● **Activity**: The response should consist of the records that follow, printed exactly.

● **Exercise input**:

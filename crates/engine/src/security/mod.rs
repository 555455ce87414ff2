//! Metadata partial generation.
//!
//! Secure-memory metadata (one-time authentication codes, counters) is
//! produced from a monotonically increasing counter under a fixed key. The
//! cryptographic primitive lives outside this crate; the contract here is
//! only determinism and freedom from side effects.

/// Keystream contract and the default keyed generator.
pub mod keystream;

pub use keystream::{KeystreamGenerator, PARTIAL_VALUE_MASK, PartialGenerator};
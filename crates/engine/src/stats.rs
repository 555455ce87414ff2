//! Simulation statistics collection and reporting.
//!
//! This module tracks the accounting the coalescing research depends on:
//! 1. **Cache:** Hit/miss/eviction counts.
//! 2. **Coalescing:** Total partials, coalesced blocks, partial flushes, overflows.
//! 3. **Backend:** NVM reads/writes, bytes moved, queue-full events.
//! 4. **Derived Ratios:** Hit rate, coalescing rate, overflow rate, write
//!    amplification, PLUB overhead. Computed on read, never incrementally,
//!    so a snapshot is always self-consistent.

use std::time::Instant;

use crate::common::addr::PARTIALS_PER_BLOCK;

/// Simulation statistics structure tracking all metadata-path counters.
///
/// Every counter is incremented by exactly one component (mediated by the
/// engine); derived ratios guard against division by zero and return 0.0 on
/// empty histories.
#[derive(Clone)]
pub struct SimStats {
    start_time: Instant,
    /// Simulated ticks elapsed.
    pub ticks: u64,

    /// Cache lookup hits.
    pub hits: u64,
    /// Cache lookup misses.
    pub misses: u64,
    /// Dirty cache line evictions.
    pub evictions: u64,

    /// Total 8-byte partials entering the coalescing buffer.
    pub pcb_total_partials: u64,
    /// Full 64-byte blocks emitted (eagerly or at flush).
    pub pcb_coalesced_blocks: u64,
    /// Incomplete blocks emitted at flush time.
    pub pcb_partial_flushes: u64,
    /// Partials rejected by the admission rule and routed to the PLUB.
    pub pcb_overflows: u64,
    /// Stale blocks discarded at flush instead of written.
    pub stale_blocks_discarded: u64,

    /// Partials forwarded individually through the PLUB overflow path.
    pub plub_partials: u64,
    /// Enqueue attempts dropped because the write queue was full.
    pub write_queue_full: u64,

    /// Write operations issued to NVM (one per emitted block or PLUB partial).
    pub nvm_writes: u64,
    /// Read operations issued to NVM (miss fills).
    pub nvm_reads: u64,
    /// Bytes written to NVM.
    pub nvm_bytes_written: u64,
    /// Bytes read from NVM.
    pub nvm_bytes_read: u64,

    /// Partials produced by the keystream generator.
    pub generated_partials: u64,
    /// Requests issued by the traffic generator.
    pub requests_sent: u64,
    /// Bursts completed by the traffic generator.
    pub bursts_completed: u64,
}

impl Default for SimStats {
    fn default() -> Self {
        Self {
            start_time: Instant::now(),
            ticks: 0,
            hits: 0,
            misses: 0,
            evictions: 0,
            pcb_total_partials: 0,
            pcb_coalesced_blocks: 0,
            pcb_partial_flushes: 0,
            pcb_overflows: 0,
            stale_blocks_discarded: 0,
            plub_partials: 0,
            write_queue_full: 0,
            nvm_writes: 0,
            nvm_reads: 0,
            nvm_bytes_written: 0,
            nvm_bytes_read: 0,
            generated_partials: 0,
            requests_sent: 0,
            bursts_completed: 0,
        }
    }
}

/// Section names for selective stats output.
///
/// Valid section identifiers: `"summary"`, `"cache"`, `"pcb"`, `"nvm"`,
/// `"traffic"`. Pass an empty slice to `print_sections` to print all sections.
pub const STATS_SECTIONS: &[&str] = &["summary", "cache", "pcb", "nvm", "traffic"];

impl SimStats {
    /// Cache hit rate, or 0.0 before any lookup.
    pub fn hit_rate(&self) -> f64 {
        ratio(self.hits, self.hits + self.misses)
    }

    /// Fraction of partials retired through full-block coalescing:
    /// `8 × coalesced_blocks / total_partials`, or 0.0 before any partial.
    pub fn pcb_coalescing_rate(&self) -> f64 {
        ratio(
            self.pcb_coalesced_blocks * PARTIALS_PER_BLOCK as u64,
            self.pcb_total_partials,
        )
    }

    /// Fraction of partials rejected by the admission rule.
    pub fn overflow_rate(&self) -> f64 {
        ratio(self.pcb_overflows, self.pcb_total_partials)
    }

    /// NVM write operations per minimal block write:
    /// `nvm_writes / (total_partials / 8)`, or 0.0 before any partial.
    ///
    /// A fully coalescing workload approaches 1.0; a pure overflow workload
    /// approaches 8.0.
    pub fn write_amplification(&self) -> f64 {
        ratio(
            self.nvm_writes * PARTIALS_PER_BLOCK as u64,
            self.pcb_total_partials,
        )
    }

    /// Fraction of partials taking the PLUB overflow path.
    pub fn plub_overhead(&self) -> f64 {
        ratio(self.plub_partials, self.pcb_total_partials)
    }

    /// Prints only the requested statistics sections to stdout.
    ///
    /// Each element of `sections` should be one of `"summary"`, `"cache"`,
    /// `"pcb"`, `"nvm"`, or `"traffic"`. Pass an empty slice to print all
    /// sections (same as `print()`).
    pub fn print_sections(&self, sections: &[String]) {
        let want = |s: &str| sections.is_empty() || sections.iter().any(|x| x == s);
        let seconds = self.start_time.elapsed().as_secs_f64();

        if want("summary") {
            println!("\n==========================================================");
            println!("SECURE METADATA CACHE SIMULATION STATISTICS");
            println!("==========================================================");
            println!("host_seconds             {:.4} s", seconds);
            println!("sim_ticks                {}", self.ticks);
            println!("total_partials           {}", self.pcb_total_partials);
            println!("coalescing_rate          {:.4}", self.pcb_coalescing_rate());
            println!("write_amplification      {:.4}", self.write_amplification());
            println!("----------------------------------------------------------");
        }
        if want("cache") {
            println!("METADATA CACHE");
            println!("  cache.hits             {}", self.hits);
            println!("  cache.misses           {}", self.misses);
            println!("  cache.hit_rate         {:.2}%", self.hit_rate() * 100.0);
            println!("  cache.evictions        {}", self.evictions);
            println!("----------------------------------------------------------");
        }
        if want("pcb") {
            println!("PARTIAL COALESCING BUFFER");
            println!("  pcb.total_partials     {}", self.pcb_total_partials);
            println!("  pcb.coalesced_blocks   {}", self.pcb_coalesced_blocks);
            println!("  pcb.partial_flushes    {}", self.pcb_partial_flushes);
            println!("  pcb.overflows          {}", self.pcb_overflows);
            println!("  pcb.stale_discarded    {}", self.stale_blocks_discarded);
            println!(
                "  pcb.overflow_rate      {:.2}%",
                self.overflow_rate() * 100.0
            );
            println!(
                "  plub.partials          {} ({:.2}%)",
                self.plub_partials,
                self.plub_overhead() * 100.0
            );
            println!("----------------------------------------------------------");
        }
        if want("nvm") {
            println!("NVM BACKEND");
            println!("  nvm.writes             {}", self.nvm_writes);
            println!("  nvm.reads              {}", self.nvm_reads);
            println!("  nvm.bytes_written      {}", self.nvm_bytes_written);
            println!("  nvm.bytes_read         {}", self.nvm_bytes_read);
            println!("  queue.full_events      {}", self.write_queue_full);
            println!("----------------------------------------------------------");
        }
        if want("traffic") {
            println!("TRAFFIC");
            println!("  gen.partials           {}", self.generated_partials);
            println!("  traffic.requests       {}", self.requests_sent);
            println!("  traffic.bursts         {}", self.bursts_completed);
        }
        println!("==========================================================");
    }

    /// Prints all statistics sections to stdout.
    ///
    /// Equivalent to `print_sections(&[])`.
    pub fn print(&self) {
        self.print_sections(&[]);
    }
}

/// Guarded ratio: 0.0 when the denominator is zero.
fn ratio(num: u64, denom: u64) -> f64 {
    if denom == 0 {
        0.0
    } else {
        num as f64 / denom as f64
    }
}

● **Solution for this exercise**:
filename crates/engine/src/security/mod.rs
repository 555455ce87414ff2
//! Metadata partial generation.
//!
//! Secure-memory metadata (one-time authentication codes, counters) is
//! produced from a monotonically increasing counter under a fixed key. The
//! cryptographic primitive lives outside this crate; the contract here is
//! only determinism and freedom from side effects.

/// Keystream contract and the default keyed generator.
pub mod keystream;

pub use keystream::{KeystreamGenerator, PARTIAL_VALUE_MASK, PartialGenerator};
filename crates/engine/src/stats.rs
repository 555455ce87414ff2
//! Simulation statistics collection and reporting.
//!
//! This module tracks the accounting the coalescing research depends on:
//! 1. **Cache:** Hit/miss/eviction counts.
//! 2. **Coalescing:** Total partials, coalesced blocks, partial flushes, overflows.
//! 3. **Backend:** NVM reads/writes, bytes moved, queue-full events.
//! 4. **Derived Ratios:** Hit rate, coalescing rate, overflow rate, write
//!    amplification, PLUB overhead. Computed on read, never incrementally,
//!    so a snapshot is always self-consistent.

use std::time::Instant;

use crate::common::addr::PARTIALS_PER_BLOCK;

/// Simulation statistics structure tracking all metadata-path counters.
///
/// Every counter is incremented by exactly one component (mediated by the
/// engine); derived ratios guard against division by zero and return 0.0 on
/// empty histories.
#[derive(Clone)]
pub struct SimStats {
    start_time: Instant,
    /// Simulated ticks elapsed.
    pub ticks: u64,

    /// Cache lookup hits.
    pub hits: u64,
    /// Cache lookup misses.
    pub misses: u64,
    /// Dirty cache line evictions.
    pub evictions: u64,

    /// Total 8-byte partials entering the coalescing buffer.
    pub pcb_total_partials: u64,
    /// Full 64-byte blocks emitted (eagerly or at flush).
    pub pcb_coalesced_blocks: u64,
    /// Incomplete blocks emitted at flush time.
    pub pcb_partial_flushes: u64,
    /// Partials rejected by the admission rule and routed to the PLUB.
    pub pcb_overflows: u64,
    /// Stale blocks discarded at flush instead of written.
    pub stale_blocks_discarded: u64,

    /// Partials forwarded individually through the PLUB overflow path.
    pub plub_partials: u64,
    /// Enqueue attempts dropped because the write queue was full.
    pub write_queue_full: u64,

    /// Write operations issued to NVM (one per emitted block or PLUB partial).
    pub nvm_writes: u64,
    /// Read operations issued to NVM (miss fills).
    pub nvm_reads: u64,
    /// Bytes written to NVM.
    pub nvm_bytes_written: u64,
    /// Bytes read from NVM.
    pub nvm_bytes_read: u64,

    /// Partials produced by the keystream generator.
    pub generated_partials: u64,
    /// Requests issued by the traffic generator.
    pub requests_sent: u64,
    /// Bursts completed by the traffic generator.
    pub bursts_completed: u64,
}

impl Default for SimStats {
    fn default() -> Self {
        Self {
            start_time: Instant::now(),
            ticks: 0,
            hits: 0,
            misses: 0,
            evictions: 0,
            pcb_total_partials: 0,
            pcb_coalesced_blocks: 0,
            pcb_partial_flushes: 0,
            pcb_overflows: 0,
            stale_blocks_discarded: 0,
            plub_partials: 0,
            write_queue_full: 0,
            nvm_writes: 0,
            nvm_reads: 0,
            nvm_bytes_written: 0,
            nvm_bytes_read: 0,
            generated_partials: 0,
            requests_sent: 0,
            bursts_completed: 0,
        }
    }
}

/// Section names for selective stats output.
///
/// Valid section identifiers: `"summary"`, `"cache"`, `"pcb"`, `"nvm"`,
/// `"traffic"`. Pass an empty slice to `print_sections` to print all sections.
pub const STATS_SECTIONS: &[&str] = &["summary", "cache", "pcb", "nvm", "traffic"];

impl SimStats {
    /// Cache hit rate, or 0.0 before any lookup.
    pub fn hit_rate(&self) -> f64 {
        ratio(self.hits, self.hits + self.misses)
    }

    /// Fraction of partials retired through full-block coalescing:
    /// `8 × coalesced_blocks / total_partials`, or 0.0 before any partial.
    pub fn pcb_coalescing_rate(&self) -> f64 {
        ratio(
            self.pcb_coalesced_blocks * PARTIALS_PER_BLOCK as u64,
            self.pcb_total_partials,
        )
    }

    /// Fraction of partials rejected by the admission rule.
    pub fn overflow_rate(&self) -> f64 {
        ratio(self.pcb_overflows, self.pcb_total_partials)
    }

    /// NVM write operations per minimal block write:
    /// `nvm_writes / (total_partials / 8)`, or 0.0 before any partial.
    ///
    /// A fully coalescing workload approaches 1.0; a pure overflow workload
    /// approaches 8.0.
    pub fn write_amplification(&self) -> f64 {
        ratio(
            self.nvm_writes * PARTIALS_PER_BLOCK as u64,
            self.pcb_total_partials,
        )
    }

    /// Fraction of partials taking the PLUB overflow path.
    pub fn plub_overhead(&self) -> f64 {
        ratio(self.plub_partials, self.pcb_total_partials)
    }

    /// Prints only the requested statistics sections to stdout.
    ///
    /// Each element of `sections` should be one of `"summary"`, `"cache"`,
    /// `"pcb"`, `"nvm"`, or `"traffic"`. Pass an empty slice to print all
    /// sections (same as `print()`).
    pub fn print_sections(&self, sections: &[String]) {
        let want = |s: &str| sections.is_empty() || sections.iter().any(|x| x == s);
        let seconds = self.start_time.elapsed().as_secs_f64();

        if want("summary") {
            println!("\n==========================================================");
            println!("SECURE METADATA CACHE SIMULATION STATISTICS");
            println!("==========================================================");
            println!("host_seconds             {:.4} s", seconds);
            println!("sim_ticks                {}", self.ticks);
            println!("total_partials           {}", self.pcb_total_partials);
            println!("coalescing_rate          {:.4}", self.pcb_coalescing_rate());
            println!("write_amplification      {:.4}", self.write_amplification());
            println!("----------------------------------------------------------");
        }
        if want("cache") {
            println!("METADATA CACHE");
            println!("  cache.hits             {}", self.hits);
            println!("  cache.misses           {}", self.misses);
            println!("  cache.hit_rate         {:.2}%", self.hit_rate() * 100.0);
            println!("  cache.evictions        {}", self.evictions);
            println!("----------------------------------------------------------");
        }
        if want("pcb") {
            println!("PARTIAL COALESCING BUFFER");
            println!("  pcb.total_partials     {}", self.pcb_total_partials);
            println!("  pcb.coalesced_blocks   {}", self.pcb_coalesced_blocks);
            println!("  pcb.partial_flushes    {}", self.pcb_partial_flushes);
            println!("  pcb.overflows          {}", self.pcb_overflows);
            println!("  pcb.stale_discarded    {}", self.stale_blocks_discarded);
            println!(
                "  pcb.overflow_rate      {:.2}%",
                self.overflow_rate() * 100.0
            );
            println!(
                "  plub.partials          {} ({:.2}%)",
                self.plub_partials,
                self.plub_overhead() * 100.0
            );
            println!("----------------------------------------------------------");
        }
        if want("nvm") {
            println!("NVM BACKEND");
            println!("  nvm.writes             {}", self.nvm_writes);
            println!("  nvm.reads              {}", self.nvm_reads);
            println!("  nvm.bytes_written      {}", self.nvm_bytes_written);
            println!("  nvm.bytes_read         {}", self.nvm_bytes_read);
            println!("  queue.full_events      {}", self.write_queue_full);
            println!("----------------------------------------------------------");
        }
        if want("traffic") {
            println!("TRAFFIC");
            println!("  gen.partials           {}", self.generated_partials);
            println!("  traffic.requests       {}", self.requests_sent);
            println!("  traffic.bursts         {}", self.bursts_completed);
        }
        println!("==========================================================");
    }

    /// Prints all statistics sections to stdout.
    ///
    /// Equivalent to `print_sections(&[])`.
    pub fn print(&self) {
        self.print_sections(&[]);
    }
}

/// Guarded ratio: 0.0 when the denominator is zero.
fn ratio(num: u64, denom: u64) -> f64 {
    if denom == 0 {
        0.0
    } else {
        num as f64 / denom as f64
    }
}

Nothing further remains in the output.